Secara konseptual, rekonsiliasi merupakan sebuah diskursus politik yang lahir atas kepercayaan bahwa masa depan negara yang lebih beradab akan sulit dicapai tanpa didahului oleh usaha kolektif untuk menyelesaikan (memulihkan) kejahatan politik masa lalu. Beberapa dekade terakhir telah diupayakan rekonsiliasi politik sebagai sarana sebuah negara untuk berdamai dengan kejahatan politik masa lalu.
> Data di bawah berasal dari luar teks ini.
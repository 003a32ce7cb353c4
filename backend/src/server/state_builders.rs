//! Assemble [`HttpState`] over PostgreSQL or the in-memory store.

use std::sync::Arc;

use mockable::{Clock, DefaultClock};
use reqwest::Url;
use thiserror::Error;
use tracing::{info, warn};

use jobboard::domain::ports::{BlobStorageError, TextGeneratorError};
use jobboard::inbound::http::state::{Adapters, HttpState, HttpStatePorts};
use jobboard::outbound::blob_storage::LocalBlobStorage;
use jobboard::outbound::memory::MemoryStore;
use jobboard::outbound::persistence::{
    DbPool, DieselAccountRepository, DieselBookmarkRepository, DieselInterestRepository,
    DieselListingRepository, DieselNotificationRepository, DieselProfileRepository,
    MigrationError, PoolConfig, PoolError, run_pending_migrations,
};
use jobboard::outbound::text_generator::{HttpTextGenerator, TextGeneratorSettings};
#[cfg(feature = "example-data")]
use jobboard::example_data::{PostingSeedSettings, StartupSeedingError, seed_example_data_on_startup};
#[cfg(feature = "example-data")]
use jobboard::outbound::persistence::DieselExampleDataSeedRepository;

use super::AppSettings;

/// Failures that stop the server from starting.
#[derive(Debug, Error)]
pub enum StartupError {
    /// A setting could not be interpreted.
    #[error("invalid setting {name}: {message}")]
    InvalidSetting { name: &'static str, message: String },
    /// The connection pool could not be built.
    #[error(transparent)]
    Pool(#[from] PoolError),
    /// Schema migrations failed.
    #[error(transparent)]
    Migration(#[from] MigrationError),
    /// The media directory could not be opened.
    #[error("media storage unavailable: {0}")]
    Media(#[from] BlobStorageError),
    /// The text generator client could not be built.
    #[error("text generator unavailable: {0}")]
    Generator(#[from] TextGeneratorError),
    /// Example data seeding failed.
    #[cfg(feature = "example-data")]
    #[error(transparent)]
    Seeding(#[from] StartupSeedingError),
}

impl From<StartupError> for std::io::Error {
    fn from(error: StartupError) -> Self {
        Self::other(error.to_string())
    }
}

/// Adapters shared by both store modes.
struct ExternalAdapters {
    blobs: Arc<LocalBlobStorage>,
    generator: Arc<HttpTextGenerator>,
}

fn external_adapters(settings: &AppSettings) -> Result<ExternalAdapters, StartupError> {
    let endpoint =
        Url::parse(settings.generator_endpoint()).map_err(|error| StartupError::InvalidSetting {
            name: "generator_endpoint",
            message: error.to_string(),
        })?;
    let generator = HttpTextGenerator::new(TextGeneratorSettings {
        endpoint,
        model: settings.generator_model().to_owned(),
        api_token: settings.generator_token.clone(),
        timeout: settings.generator_timeout(),
    })?;
    if !generator.is_configured() {
        warn!("no text generator token configured; drafting will be unavailable");
    }
    let blobs = LocalBlobStorage::open(settings.media_root(), settings.public_base_url())?;
    Ok(ExternalAdapters {
        blobs: Arc::new(blobs),
        generator: Arc::new(generator),
    })
}

/// Apply pending migrations and open the pool.
async fn connect(settings: &AppSettings, database_url: &str) -> Result<DbPool, StartupError> {
    let config = PoolConfig::new(database_url).with_max_size(settings.db_pool_size());
    info!(database = %config.redacted_url(), "connecting to PostgreSQL");
    run_pending_migrations(database_url).await?;
    Ok(DbPool::new(config).await?)
}

fn postgres_ports(pool: DbPool, external: ExternalAdapters, clock: Arc<dyn Clock>) -> HttpStatePorts {
    HttpStatePorts::from_adapters(
        Adapters {
            listings: Arc::new(DieselListingRepository::new(pool.clone())),
            interests: Arc::new(DieselInterestRepository::new(pool.clone())),
            bookmarks: Arc::new(DieselBookmarkRepository::new(pool.clone())),
            notifications: Arc::new(DieselNotificationRepository::new(pool.clone())),
            profiles: Arc::new(DieselProfileRepository::new(pool.clone())),
            accounts: Arc::new(DieselAccountRepository::new(pool)),
            blobs: external.blobs,
            generator: external.generator,
        },
        clock,
    )
}

/// Every repository slot shares one in-memory store.
fn memory_ports(
    store: Arc<MemoryStore>,
    external: ExternalAdapters,
    clock: Arc<dyn Clock>,
) -> HttpStatePorts {
    HttpStatePorts::from_adapters(
        Adapters {
            listings: Arc::clone(&store),
            interests: Arc::clone(&store),
            bookmarks: Arc::clone(&store),
            notifications: Arc::clone(&store),
            profiles: Arc::clone(&store),
            accounts: store,
            blobs: external.blobs,
            generator: external.generator,
        },
        clock,
    )
}

#[cfg(feature = "example-data")]
async fn seed_example_data<R>(repository: Arc<R>, clock: Arc<dyn Clock>) -> Result<(), StartupError>
where
    R: jobboard::domain::ports::ExampleDataSeedRepository,
{
    use ortho_config::OrthoConfig;
    let settings = PostingSeedSettings::load_from_iter([std::ffi::OsString::from("jobboard")])
        .map_err(|error| StartupError::InvalidSetting {
            name: "seed",
            message: error.to_string(),
        })?;
    seed_example_data_on_startup(&settings, repository, clock).await?;
    Ok(())
}

/// Build the HTTP state the server hands to every worker.
///
/// # Errors
/// Returns [`StartupError`] when a backing service cannot be prepared.
pub async fn build_http_state(settings: &AppSettings) -> Result<HttpState, StartupError> {
    let clock: Arc<dyn Clock> = Arc::new(DefaultClock);
    let external = external_adapters(settings)?;
    let ports = match settings.database_url() {
        Some(url) => {
            let pool = connect(settings, url).await?;
            #[cfg(feature = "example-data")]
            seed_example_data(
                Arc::new(DieselExampleDataSeedRepository::new(pool.clone())),
                Arc::clone(&clock),
            )
            .await?;
            postgres_ports(pool, external, clock)
        }
        None => {
            warn!("no database URL configured; records are kept in memory only");
            let store = Arc::new(MemoryStore::new());
            #[cfg(feature = "example-data")]
            seed_example_data(Arc::clone(&store), Arc::clone(&clock)).await?;
            memory_ports(store, external, clock)
        }
    };
    Ok(HttpState::new(ports).with_poll_interval(settings.poll_interval()))
}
Di Indonesia sendiri diwacanakan perlunya rekonsiliasi politik terhadap tragedi 1965. Namun demikian rekonsiliasi politik terhadap tragedi 1965 belum menunjukkan titik terang.

Saya berpendapat bahwa Indonesia sendiri belum menentukan pilihan finalnya secara kolektif terhadap upaya rekonsiliasi politik atas tragedi 1965. Sebagian proses rekonsiliasi memang sedang berlangsung terutama dalam ikhwal kejahatan terhadap HAM. Pada akhirnya Komisi Kebenaran dan Rekonsiliasi (KKR) ala Indonesia mungkin akan menghasilkan model yang telah amat berbeda dari sumber asalnya, baik karena kesadaran tentang sifat keunikan masalah yang sedang dihadapi maupun karena proses-proses politik lainnya.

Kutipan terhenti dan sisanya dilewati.